Sarigan or Sariguan is an uninhabited volcanic island in the Pacific Ocean. It is part of the Northern Mariana Islands, a U.S. territory. Sarigan is located 37 km northeast of Anatahan island, 67 km south of Guguan and 150 km north of Saipan, the largest island in the Northern Marianas. The island has been sparsely populated, but in modern times has been uninhabited due to volcanic activity. It is currently a nature preserve.

==History==
Sarigan was originally settled by the Chamorros. The island was first charted by Europeans in late October 1543 by Spanish explorer Bernardo de la Torre on board of the carrack San Juan de Letrán when trying to return from Sarangani to New Spain. In 1695, the natives were forcibly removed to Saipan, and three years later to Guam.

Following the sale of the Northern Marianas by Spain to the German Empire in 1899, Agrigan was administered as part of German New Guinea.

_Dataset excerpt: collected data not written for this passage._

//! Table controller
//!
//! The single writer of a table's query state and result set. Setters apply a
//! transition synchronously and return a [`Resolution`] future:
//!
//! - Client mode resolves before the setter returns; the future is already
//!   complete.
//! - Server mode publishes a loading state before the setter returns; the
//!   future performs the fetch and commits the page if its version is still
//!   the latest.
//!
//! Resolutions are lazy. In server mode the returned future must be awaited
//! or spawned; dropping it leaves the table in the loading state until the
//! next setter or [`refresh`](TableController::refresh).
//!
//! Internal state sits behind a `parking_lot::Mutex` that is never held
//! across an await, so several futures from one controller can be driven
//! concurrently.

use futures::FutureExt;
use futures::future::{self, BoxFuture};
use jtable_core::{
    ColumnDescriptor, DataSource, FilterValue, MutationKind, QueryState, Row, RowKey, SortDirection,
    Value,
};
use parking_lot::Mutex;
use std::fmt;
use std::sync::Arc;
use std::sync::atomic::{AtomicU64, Ordering};

use crate::config::{MutationPolicy, TableConfig, TableMode};
use crate::error::{ConfigurationError, MutationError, ResolutionError, StaleResultDiscarded};
use crate::mutation::{MutationCoordinator, Undo, mutation_failure};
use crate::pagination::Pagination;
use crate::query_state::{QueryStateMachine, TableStatus, Transition};
use crate::resolution::{DataBacking, ResolutionEngine, ResolutionOutcome, ResolvedPage, ResultSet};

/// Follow-up fetches allowed when a server reports the requested page is
/// past the end
const MAX_PAGE_FOLLOW_UPS: usize = 2;

/// Pending resolution scheduled by a setter
///
/// Must be awaited or spawned for a server-mode fetch to run.
pub type Resolution<'a> = BoxFuture<'a, ResolutionOutcome>;

/// Callback invoked after every committed change
pub type Observer = Arc<dyn Fn(&TableSnapshot) + Send + Sync>;

/// Handle returned by [`TableController::subscribe`]
#[derive(Debug, Clone, Copy, PartialEq, Eq, Hash)]
pub struct SubscriptionId(u64);

/// Everything a renderer needs to draw the table
#[derive(Debug, Clone)]
pub struct TableSnapshot {
    pub query: QueryState,
    pub result: Arc<ResultSet>,
    pub status: TableStatus,
    /// Latest issued query version
    pub version: u64,
}

struct ControllerState {
    machine: QueryStateMachine,
    result: Arc<ResultSet>,
    /// Full row set; only used in client mode
    rows: Vec<Row>,
}

impl ControllerState {
    fn snapshot(&self) -> TableSnapshot {
        TableSnapshot {
            query: self.machine.query().clone(),
            result: Arc::clone(&self.result),
            status: self.machine.status(),
            version: self.machine.version(),
        }
    }
}

/// Optimistic change to the cached page, reverted on drop unless confirmed
struct StagedChange<'a> {
    controller: &'a TableController,
    undo: Option<Undo>,
}

impl StagedChange<'_> {
    fn confirm(mut self) {
        self.undo = None;
    }
}

impl Drop for StagedChange<'_> {
    fn drop(&mut self) {
        if let Some(undo) = self.undo.take() {
            self.controller.rollback(undo);
        }
    }
}

enum Step {
    Done(ResolutionOutcome, Option<TableSnapshot>),
    Refetch(u64, QueryState),
}

/// Controller for one table
pub struct TableController {
    config: TableConfig,
    engine: ResolutionEngine,
    source: Option<Arc<dyn DataSource>>,
    mutations: MutationCoordinator,
    state: Mutex<ControllerState>,
    observers: Mutex<Vec<(SubscriptionId, Observer)>>,
    next_subscription: AtomicU64,
}
//! JTable Core - shared abstractions for the tabular data controller
//!
//! This crate provides the fundamental types that the controller and its
//! collaborators (renderers, data sources) agree on:
//!
//! - `Value` / `Row` - dynamically typed cells and opaque records
//! - `ColumnDescriptor` - declared columns with capability flags
//! - `QueryState` / `PageRequest` - view parameters and their wire form
//! - `DataSource` - trait for server-side paging and mutations
//! - `DataSourceError` - what data sources report on failure

mod column;
mod data_source;
mod error;
mod query;
mod types;

pub use column::*;
pub use data_source::*;
pub use error::*;
pub use query::*;
pub use types::*;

The island was used as a penal colony from 1900 to 1906. The prisoners, who lived some with their families on Sarigan were mainly employed by the coconut plantations. In 1909, the island was leased by the Pagan Society, a German-Japanese partnership, which continued to export copra. The company also employed fowlers to hunt birds for feathers for export to Japan and Europe. However, the Pagan Society fell into financial difficulties from 1912.

During World War I, Sarigan came under the control of the Empire of Japan and was subsequently administered as part of the South Seas Mandate. In the 1930s, between 10 and 20 families lived on the island.

Following World War II, the island came under the control of the United States and the residents were removed from the island. As of 1947, the island was administered as part of the Trust Territory of the Pacific Islands. Since 1978, the island has been part of the Northern Islands Municipality of the Commonwealth of the Northern Mariana Islands.

Today, the island is a nature preserve, and in the mid-1990s, a project was launched to rid Sarigan of its population of feral animals; today, only a few cats remain. Sarigan has been proposed as a site for relocation of endangered birds from Guam and Saipan.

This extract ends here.